Tongue-controlled power wheelchairs could allow some people who are paralyzed to do tasks like using a phone and navigate obstacles more quickly, researchers say.
In Wednesday's issue of the journal Science Translational Medicine, scientists in Atlanta and Chicago describe their initial tests of a wireless device that allows people paralyzed from the neck down to complete tasks by moving their magnet-pierced tongues.
The performances of people with spinal cord injuries were up to three times faster with the "tongue drive system" than with the traditional sip-and-puff device — a straw-like tube that patients inhale and exhale into to operate a powered wheelchair in four directions.
The level of accuracy was the same, even though more than half the patients were already experienced with sip-and-puff technology, the researchers said.
"That was a very exciting finding," study author Maysam Ghovanloo, a professor in the school of electrical and chemical engineering at the Georgia Institute of Technology, said in a release. "It attests to how quickly and accurately you can move your tongue."
The goal is to provide intuitive, efficient and accurate access to computers, smartphones and environment controls to adjust lights and temperature, for example, as well as to increase mobility.
The technology fits in a retainer along the roof of the mouth.
Here's how it works:
- Sensors track the movement of a tiny magnet on the tongue.
- Pointing the tongue in different directions changes the magnetic field around the mouth, which is picked up by four sensors on a headset.
- The information is sent wirelessly to an iPod, which then delivers the commands to the powered wheelchair or computer.
The researchers tested the technology in 23 able-bodied participants and 11 with tetraplegia. Within 30 minutes of training, the researchers said all the subjects were able to do tasks like tapping on targets that randomly appeared on a screen, navigating a cursor through a maze on a computer screen, dialing a keypad and driving a powered wheelchair through an obstacle course.
Jason DiSanto, 39, was among the first patients with a spinal cord injury to try it.
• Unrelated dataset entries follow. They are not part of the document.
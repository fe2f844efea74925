use crate::timestamp::Timestamp;
use crate::types::TaskStatus;
use serde::{Deserialize, Deserializer, Serialize, Serializer};
use std::collections::BTreeMap;

/// Keys the loader stamps onto tasks. They may linger in files written by
/// older tooling and are never written back.
pub const STAMP_KEYS: &[&str] = &["phase_name", "phase_file"];

// ---------------------------------------------------------------------------
// Note
// ---------------------------------------------------------------------------

#[derive(Debug, Clone, PartialEq, Serialize, Deserialize)]
pub struct Note {
    #[serde(default, skip_serializing_if = "Option::is_none")]
    pub timestamp: Option<Timestamp>,
    #[serde(default)]
    pub note: String,
}

impl Note {
    pub fn now(text: impl Into<String>) -> Self {
        Self {
            timestamp: Some(Timestamp::now()),
            note: text.into(),
        }
    }
}

// ---------------------------------------------------------------------------
// TaskRecord
// ---------------------------------------------------------------------------

/// A task exactly as persisted in `tasks.yaml` or a phase file.
///
/// Keys this type does not know are kept in `extra` and written back
/// unchanged.
#[derive(Debug, Clone, PartialEq, Default, Serialize, Deserialize)]
pub struct TaskRecord {
    #[serde(deserialize_with = "string_or_number")]
    pub id: String,
    #[serde(default)]
    pub description: String,
    #[serde(default)]
    pub status: TaskStatus,
    /// Explicit phase tag. Only meaningful in the legacy file; phase files
    /// carry their id in the header instead.
    #[serde(default, skip_serializing_if = "Option::is_none")]
    pub phase: Option<u32>,
    #[serde(default, skip_serializing_if = "Option::is_none")]
    pub output: Option<String>,
    #[serde(default, skip_serializing_if = "Vec::is_empty")]
    pub context: Vec<String>,
    #[serde(default, skip_serializing_if = "Option::is_none")]
    pub tests: Option<String>,
    #[serde(
        default,
        deserialize_with = "strings_or_numbers",
        skip_serializing_if = "Vec::is_empty"
    )]
    pub depends_on: Vec<String>,
    #[serde(default, skip_serializing_if = "Vec::is_empty")]
    pub acceptance_criteria: Vec<String>,
    #[serde(default, skip_serializing_if = "Vec::is_empty")]
    pub notes: Vec<Note>,
    #[serde(default, skip_serializing_if = "Option::is_none")]
    pub updated: Option<Timestamp>,
    #[serde(flatten)]
    pub extra: BTreeMap<String, serde_yaml::Value>,
}

impl TaskRecord {
    pub fn new(id: impl Into<String>, description: impl Into<String>) -> Self {
        Self {
            id: id.into(),
            description: description.into(),
            ..Self::default()
        }
    }

    /// Drop the loader stamps before writing. `keep_phase_tag` is true for
    /// the legacy file, where an explicit tag is user data.
    pub fn strip_stamps(&mut self, keep_phase_tag: bool) {
        if !keep_phase_tag {
            self.phase = None;
        }
        for key in STAMP_KEYS {
            self.extra.remove(*key);
        }
    }

    /// Shallow merge: every field present in `patch` replaces the old value.
    pub fn apply(&mut self, patch: &TaskPatch) {
        if let Some(v) = &patch.description {
            self.description = v.clone();
        }
        if let Some(v) = &patch.status {
            self.status = v.clone();
        }
        if let Some(v) = patch.phase {
            self.phase = Some(v);
        }
        if let Some(v) = &patch.output {
            self.output = Some(v.clone());
        }
        if let Some(v) = &patch.context {
            self.context = v.clone();
        }
        if let Some(v) = &patch.tests {
            self.tests = Some(v.clone());
        }
        if let Some(v) = &patch.depends_on {
            self.depends_on = v.clone();
        }
        if let Some(v) = &patch.acceptance_criteria {
            self.acceptance_criteria = v.clone();
        }
        if let Some(v) = &patch.notes {
            self.notes = v.clone();
        }
        if let Some(v) = &patch.updated {
            self.updated = Some(v.clone());
        }
        for (key, value) in &patch.extra {
            self.extra.insert(key.clone(), value.clone());
        }
    }
}

/// Ids may be written bare, so YAML hands some of them over as numbers.
#[derive(Deserialize)]
#[serde(untagged)]
enum IdScalar {
    Str(String),
    Int(i64),
    Float(f64),
}

impl IdScalar {
    fn into_string(self) -> String {
        match self {
            IdScalar::Str(s) => s,
            IdScalar::Int(n) => n.to_string(),
            IdScalar::Float(n) => n.to_string(),
        }
    }
}

fn string_or_number<'de, D>(deserializer: D) -> std::result::Result<String, D::Error>
where
    D: Deserializer<'de>,
{
    Ok(IdScalar::deserialize(deserializer)?.into_string())
}

fn strings_or_numbers<'de, D>(deserializer: D) -> std::result::Result<Vec<String>, D::Error>
where
    D: Deserializer<'de>,
{
    let ids = Option::<Vec<IdScalar>>::deserialize(deserializer)?.unwrap_or_default();
    Ok(ids.into_iter().map(IdScalar::into_string).collect())
}

// ---------------------------------------------------------------------------
// TaskPatch
// ---------------------------------------------------------------------------

/// A partial update. Absent fields are left untouched.
#[derive(Debug, Clone, Default, PartialEq, Serialize, Deserialize)]
pub struct TaskPatch {
    #[serde(default, skip_serializing_if = "Option::is_none")]
    pub description: Option<String>,
    #[serde(default, skip_serializing_if = "Option::is_none")]
    pub status: Option<TaskStatus>,
    #[serde(default, skip_serializing_if = "Option::is_none")]
    pub phase: Option<u32>,
    #[serde(default, skip_serializing_if = "Option::is_none")]
    pub output: Option<String>,
    #[serde(default, skip_serializing_if = "Option::is_none")]
    pub context: Option<Vec<String>>,
    #[serde(default, skip_serializing_if = "Option::is_none")]
    pub tests: Option<String>,
    #[serde(default, skip_serializing_if = "Option::is_none")]
    pub depends_on: Option<Vec<String>>,
    #[serde(default, skip_serializing_if = "Option::is_none")]
    pub acceptance_criteria: Option<Vec<String>>,
    #[serde(default, skip_serializing_if = "Option::is_none")]
    pub notes: Option<Vec<Note>>,
    #[serde(default, skip_serializing_if = "Option::is_none")]
    pub updated: Option<Timestamp>,
    #[serde(default, skip_serializing_if = "BTreeMap::is_empty")]
    pub extra: BTreeMap<String, serde_yaml::Value>,
}

impl TaskPatch {
    pub fn is_empty(&self) -> bool {
        *self == TaskPatch::default()
    }
}

// ---------------------------------------------------------------------------
// Task (loaded view)
// ---------------------------------------------------------------------------

/// Which file owns a task.
#[derive(Debug, Clone, PartialEq, Eq, Hash)]
pub enum TaskOrigin {
    Legacy,
    PhaseFile(String),
}

impl TaskOrigin {
    pub fn phase_file(&self) -> Option<&str> {
        match self {
            TaskOrigin::Legacy => None,
            TaskOrigin::PhaseFile(name) => Some(name),
        }
    }
}

/// A record plus the stamps computed at load time.
#[derive(Debug, Clone, PartialEq)]
pub struct Task {
    pub record: TaskRecord,
    /// 0 for legacy tasks without a tag.
    pub phase: u32,
    pub phase_name: Option<String>,
    pub origin: TaskOrigin,
}

impl Task {
    pub fn id(&self) -> &str {
        &self.record.id
    }

    pub fn status(&self) -> &TaskStatus {
        &self.record.status
    }

    pub fn is_legacy(&self) -> bool {
        self.origin == TaskOrigin::Legacy
    }

    /// Phase name for display; legacy tasks have none.
    pub fn phase_label(&self) -> &str {
        self.phase_name.as_deref().unwrap_or("Legacy")
    }
}

impl Serialize for Task {
    fn serialize<S: Serializer>(&self, serializer: S) -> std::result::Result<S::Ok, S::Error> {
        let mut value =
            serde_json::to_value(&self.record).map_err(serde::ser::Error::custom)?;
        if let serde_json::Value::Object(map) = &mut value {
            map.insert("phase".to_string(), self.phase.into());
            map.insert(
                "phase_name".to_string(),
                self.phase_name.clone().into(),
            );
            map.insert(
                "phase_file".to_string(),
                self.origin.phase_file().map(str::to_string).into(),
            );
        }
        value.serialize(serializer)
    }
}

// ---------------------------------------------------------------------------
// Tests
// ---------------------------------------------------------------------------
DiSanto was pleased with how intuitive it was.
"Somebody that's in a wheelchair already has a stigma," DiSanto said. "If there was something that could be developed to control my wheelchair and the environment around me, to make me more independent without having to have medical devices coming out of my mouth, it would be a huge benefit."
The participants' performances improved with practise.
Ten other patients signed up but dropped out for reasons such as dissatisfaction with the location of the piercing, scheduling and caregiver problems, unrelated medical issues or loss of interest.
This research was funded by the U.S. National Institute of Biomedical Imaging and Bioengineering, and the U.S. National Science Foundation. Ghovanloo's company is negotiating a licence for the technology.